#### [ABOUT THIS EXERCISE]
Go through the data and report how many lines include the word "first", giving only the number.

>>>>>

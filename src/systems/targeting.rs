//! Adversary target selection and move scoring.
//!
//! Every tick each adversary picks a target cell according to its mode and archetype.
//! At a cell centre it then scores each walkable neighbour by straight-line distance
//! to that target, plus a little random jitter, and commits to the lowest score.

use glam::IVec2;
use rand::Rng;
use smallvec::SmallVec;
use tracing::warn;

use crate::constants::ai::{
    AMBUSH_CLOSE_RANGE, AMBUSH_LOOKAHEAD, FLANK_WANDER_CHANCE, FLANK_WANDER_RADIUS, FLANK_WANDER_RANGE, FLEE_SCATTER,
    MOVE_JITTER, OPPORTUNIST_RANGE,
};
use crate::entity::ghost::{Archetype, Ghost, GhostMode};
use crate::entity::{Body, Steer};
use crate::map::builder::Map;
use crate::map::direction::Direction;

/// What the adversaries know about the rest of the board this tick.
#[derive(Debug, Clone, Copy, PartialEq, Eq)]
pub struct Pursuit {
    pub player_cell: IVec2,
    pub player_direction: Direction,
    /// The Aggressor's cell, which the Flanker mirrors.
    pub aggressor_cell: IVec2,
}

fn distance(a: IVec2, b: IVec2) -> f32 {
    a.as_vec2().distance(b.as_vec2())
}

/// Chooses the cell an adversary steers toward this tick.
pub fn choose_target(ghost: &Ghost, pursuit: &Pursuit, rng: &mut impl Rng) -> IVec2 {
    match ghost.mode() {
        GhostMode::Pursue => pursue_target(ghost.archetype(), ghost.body.cell(), pursuit, rng),
        GhostMode::Retreat => ghost.home_corner(),
        GhostMode::Flee => flee_target(ghost.body.cell(), pursuit.player_cell, rng),
    }
}

fn pursue_target(archetype: Archetype, own: IVec2, pursuit: &Pursuit, rng: &mut impl Rng) -> IVec2 {
    let player = pursuit.player_cell;
    let gap = distance(own, player);

    match archetype {
        Archetype::Aggressor => player,
        Archetype::Ambusher => {
            if gap < AMBUSH_CLOSE_RANGE {
                player
            } else {
                player + pursuit.player_direction.as_ivec2() * AMBUSH_LOOKAHEAD
            }
        }
        Archetype::Flanker => {
            if gap > FLANK_WANDER_RANGE && rng.random_bool(FLANK_WANDER_CHANCE) {
                own + IVec2::new(
                    rng.random_range(-FLANK_WANDER_RADIUS..=FLANK_WANDER_RADIUS),
                    rng.random_range(-FLANK_WANDER_RADIUS..=FLANK_WANDER_RADIUS),
                )
            } else {
                player + (player - pursuit.aggressor_cell) * 2
            }
        }
        Archetype::Opportunist => {
            if gap < OPPORTUNIST_RANGE {
                own + (own - player)
            } else {
                player
            }
        }
    }
}

/// A point on the far side of the adversary from the player, with some scatter.
fn flee_target(own: IVec2, player: IVec2, rng: &mut impl Rng) -> IVec2 {
    own + (own - player)
        + IVec2::new(
            rng.random_range(-FLEE_SCATTER..=FLEE_SCATTER),
            rng.random_range(-FLEE_SCATTER..=FLEE_SCATTER),
        )
}

/// Scores every walkable move out of `cell`, best (lowest) first.
///
/// Reversal is one of the candidates. Targets may lie outside the map; distances are
/// measured in plain cell space without wraparound.
pub fn rank_moves(
    map: &Map,
    cell: IVec2,
    target: IVec2,
    jitter: f32,
    rng: &mut impl Rng,
) -> SmallVec<[(Direction, f32); 4]> {
    let mut moves: SmallVec<[(Direction, f32); 4]> = Direction::DIRECTIONS
        .into_iter()
        .filter(|&dir| map.is_walkable(map.neighbor(cell, dir)))
        .map(|dir| {
            let noise = if jitter > 0.0 { rng.random_range(0.0..jitter) } else { 0.0 };
            (dir, distance(cell + dir.as_ivec2(), target) + noise)
        })
        .collect();

    moves.sort_by(|a, b| a.1.total_cmp(&b.1));
    moves
}

/// Steers an adversary toward a target cell.
pub struct TargetSteer<'a, R> {
    target: IVec2,
    jitter: f32,
    rng: &'a mut R,
}

impl<'a, R: Rng> TargetSteer<'a, R> {
    pub fn new(target: IVec2, mode: GhostMode, rng: &'a mut R) -> Self {
        let jitter = if mode == GhostMode::Flee { 0.0 } else { MOVE_JITTER };
        Self { target, jitter, rng }
    }
}

impl<R: Rng> Steer for TargetSteer<'_, R> {
    fn steer(&mut self, body: &Body, map: &Map) -> Option<Direction> {
        if !body.is_grid_aligned() {
            return None;
        }

        let best = rank_moves(map, body.cell(), self.target, self.jitter, &mut *self.rng)
            .first()
            .map(|(dir, _)| *dir);
        if best.is_none() {
            warn!(cell = ?body.cell(), "Adversary has no walkable move");
        }
        best
    }
}

#[cfg(test)]
mod tests {
    use super::*;
    use rand::rngs::SmallRng;
    use rand::SeedableRng;

    const OPEN: &[&str] = &[
        "###########",
        "#.........#",
        "#.........#",
        "#....X....#",
        "#.........#",
        "#..1234...#",
        "###########",
    ];

    fn pursuit(player: IVec2) -> Pursuit {
        Pursuit {
            player_cell: player,
            player_direction: Direction::Right,
            aggressor_cell: IVec2::new(1, 1),
        }
    }

    #[test]
    fn test_ambusher_leads_distant_player() {
        let mut rng = SmallRng::seed_from_u64(0);
        let target = pursue_target(Archetype::Ambusher, IVec2::new(0, 0), &pursuit(IVec2::new(10, 10)), &mut rng);
        assert_eq!(target, IVec2::new(14, 10));
    }

    #[test]
    fn test_ambusher_chases_close_player() {
        let mut rng = SmallRng::seed_from_u64(0);
        let target = pursue_target(Archetype::Ambusher, IVec2::new(8, 10), &pursuit(IVec2::new(10, 10)), &mut rng);
        assert_eq!(target, IVec2::new(10, 10));
    }

    #[test]
    fn test_flanker_mirrors_aggressor() {
        let mut rng = SmallRng::seed_from_u64(0);
        let target = pursue_target(Archetype::Flanker, IVec2::new(4, 4), &pursuit(IVec2::new(3, 3)), &mut rng);
        assert_eq!(target, IVec2::new(7, 7));
    }

    #[test]
    fn test_distant_flanker_wanders_near_itself() {
        let mut rng = SmallRng::seed_from_u64(5);
        let own = IVec2::new(0, 0);
        let pursuit = pursuit(IVec2::new(20, 20));
        let mirrored = IVec2::new(58, 58);

        let mut wandered = 0;
        for _ in 0..100 {
            let target = pursue_target(Archetype::Flanker, own, &pursuit, &mut rng);
            if target == mirrored {
                continue;
            }
            wandered += 1;
            let offset = (target - own).abs();
            assert!(offset.max_element() <= FLANK_WANDER_RADIUS, "target {target}");
        }
        assert!(wandered > 0);
        assert!(wandered < 100);
    }

    #[test]
    fn test_opportunist_backs_off() {
        let mut rng = SmallRng::seed_from_u64(0);
        let near = pursue_target(Archetype::Opportunist, IVec2::new(5, 5), &pursuit(IVec2::new(3, 5)), &mut rng);
        assert_eq!(near, IVec2::new(7, 5));
        let far = pursue_target(Archetype::Opportunist, IVec2::new(15, 5), &pursuit(IVec2::new(3, 5)), &mut rng);
        assert_eq!(far, IVec2::new(3, 5));
    }

    #[test]
    fn test_rank_moves_prefers_target() {
        let map = Map::new(OPEN).unwrap();
        let mut rng = SmallRng::seed_from_u64(0);
        let moves = rank_moves(&map, IVec2::new(5, 3), IVec2::new(9, 3), 0.0, &mut rng);
        assert_eq!(moves.len(), 4);
        assert_eq!(moves[0].0, Direction::Right);
        assert_eq!(moves[3].0, Direction::Left);
    }

    #[test]
    fn test_rank_moves_skips_walls() {
        let map = Map::new(OPEN).unwrap();
        let mut rng = SmallRng::seed_from_u64(0);
        let moves = rank_moves(&map, IVec2::new(1, 1), IVec2::new(0, 0), MOVE_JITTER, &mut rng);
        let dirs: Vec<Direction> = moves.iter().map(|(dir, _)| *dir).collect();
        assert_eq!(dirs.len(), 2);
        assert!(dirs.contains(&Direction::Down));
        assert!(dirs.contains(&Direction::Right));
    }

    #[test]
    fn test_flee_target_moves_away() {
        let mut rng = SmallRng::seed_from_u64(11);
        for _ in 0..20 {
            let target = flee_target(IVec2::new(10, 10), IVec2::new(4, 10), &mut rng);
            assert!(target.x >= 16 - FLEE_SCATTER);
        }
    }
}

<<<<<

#### [SOLVED PROBLEM]
2